*** EXTRACTED DATA Section Begins ***

//! # Shotclock
//!
//! A phase-based workout engine for announced drill shots.
//!
//! Shotclock runs a list of drill patterns back-to-back: a countdown, then
//! for each pattern a loop of timed shot intervals (a power-up cue, a shot
//! cue at the midpoint, a spoken announcement of the shot), then a rest.
//! A global limit on shots or active time can loop the list until reached.
//!
//! ## Core Concepts
//!
//! - **Timebase**: one-shot and recurring timers, each identified by a
//!   generational `TimerId` so cancellation is total.
//! - **Phase Scheduler**: a single control task that owns all run state and
//!   handles commands, timer fires and narration completions in order.
//! - **Collaborators**: speech, audio, the pattern list and the settings sit
//!   behind traits (`SpeechEngine`, `AudioSink`, `PatternSource`,
//!   `SettingsSource`), so device setup and persistence stay outside.
//! - **Event-Driven UI**: the scheduler publishes `SessionEvent`,
//!   `PhaseEvent` and `DisplayEvent` streams and a `StatusSnapshot`.
//!
//! ## Example Usage
//!
//! ```rust,no_run
//! use shotclock::prelude::*;
//! use std::sync::Arc;
//!
//! #[tokio::main]
//! async fn main() -> anyhow::Result<()> {
//!     let library = PatternLibrary::new(
//!         WorkoutSettings::default(),
//!         vec![Pattern {
//!             name: "Corners".into(),
//!             shot_list: vec!["Left".into(), "Right".into()],
//!             limit: 6,
//!             ..Default::default()
//!         }],
//!     );
//!     let engine = ShotclockEngine::spawn(
//!         ShotclockConfig::default(),
//!         Collaborators::from_library(library, Arc::new(ConsoleVoice::new()), Arc::new(TerminalBell)),
//!     );
//!
//!     let mut display = engine.subscribe_display_events();
//!     tokio::spawn(async move {
//!         while let Ok(event) = display.recv().await {
//!             println!("{event:?}");
//!         }
//!     });
//!
//!     engine.start()?;
//!     engine.wait_for(|s| s.phase == PhaseKind::Completed).await?;
//!     engine.shutdown().await?;
//!     Ok(())
//! }
//! ```

pub const ENGINE_NAME: &str = "Shotclock Engine";
pub const VERSION: &str = env!("CARGO_PKG_VERSION");

pub mod common;
pub mod components;
pub mod config;
pub mod console;
pub mod engine;
pub mod error;
pub mod events;
pub mod library;
pub mod pattern;
mod scheduler;
pub mod session;
pub mod time;

/// A prelude module for easy importing of the most common Shotclock types.
pub mod prelude {
    pub use crate::components::cues::{AudioSink, Clip, CueKind, PowerUpSpeed};
    pub use crate::components::narrator::{SpeechEngine, SpeechFuture, Utterance, VoiceProfile};
    pub use crate::config::{ShotclockConfig, TickResolution};
    pub use crate::console::{ConsoleVoice, TerminalBell};
    pub use crate::engine::{Collaborators, ShotclockEngine};
    pub use crate::error::{EngineError, LibraryError, NarrationError, SpeechError};
    pub use crate::events::{DisplayEvent, PhaseEvent, PhaseKind, SessionEvent, StatusSnapshot};
    pub use crate::library::{PatternLibrary, WorkoutFile};
    pub use crate::pattern::{
        GlobalLimitType, LimitType, Pattern, SeriesOrder, SplitStepHint, WorkoutSettings,
    };
    pub use crate::session::{PatternSource, SettingsSource};
}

*** EXTRACTED DATA Section Ends ***

THE PROBLEM: Would you reproduce, word for word, the lines from the one holding "pub const ENGINE_NAME: &str" through the final line of the entries, both included?

COMPLETED TASK:
pub const ENGINE_NAME: &str = "Shotclock Engine";
pub const VERSION: &str = env!("CARGO_PKG_VERSION");

pub mod common;
pub mod components;
pub mod config;
pub mod console;
pub mod engine;
pub mod error;
pub mod events;
pub mod library;
pub mod pattern;
mod scheduler;
pub mod session;
pub mod time;

/// A prelude module for easy importing of the most common Shotclock types.
pub mod prelude {
    pub use crate::components::cues::{AudioSink, Clip, CueKind, PowerUpSpeed};
    pub use crate::components::narrator::{SpeechEngine, SpeechFuture, Utterance, VoiceProfile};
    pub use crate::config::{ShotclockConfig, TickResolution};
    pub use crate::console::{ConsoleVoice, TerminalBell};
    pub use crate::engine::{Collaborators, ShotclockEngine};
    pub use crate::error::{EngineError, LibraryError, NarrationError, SpeechError};
    pub use crate::events::{DisplayEvent, PhaseEvent, PhaseKind, SessionEvent, StatusSnapshot};
    pub use crate::library::{PatternLibrary, WorkoutFile};
    pub use crate::pattern::{
        GlobalLimitType, LimitType, Pattern, SeriesOrder, SplitStepHint, WorkoutSettings,
    };
    pub use crate::session::{PatternSource, SettingsSource};
}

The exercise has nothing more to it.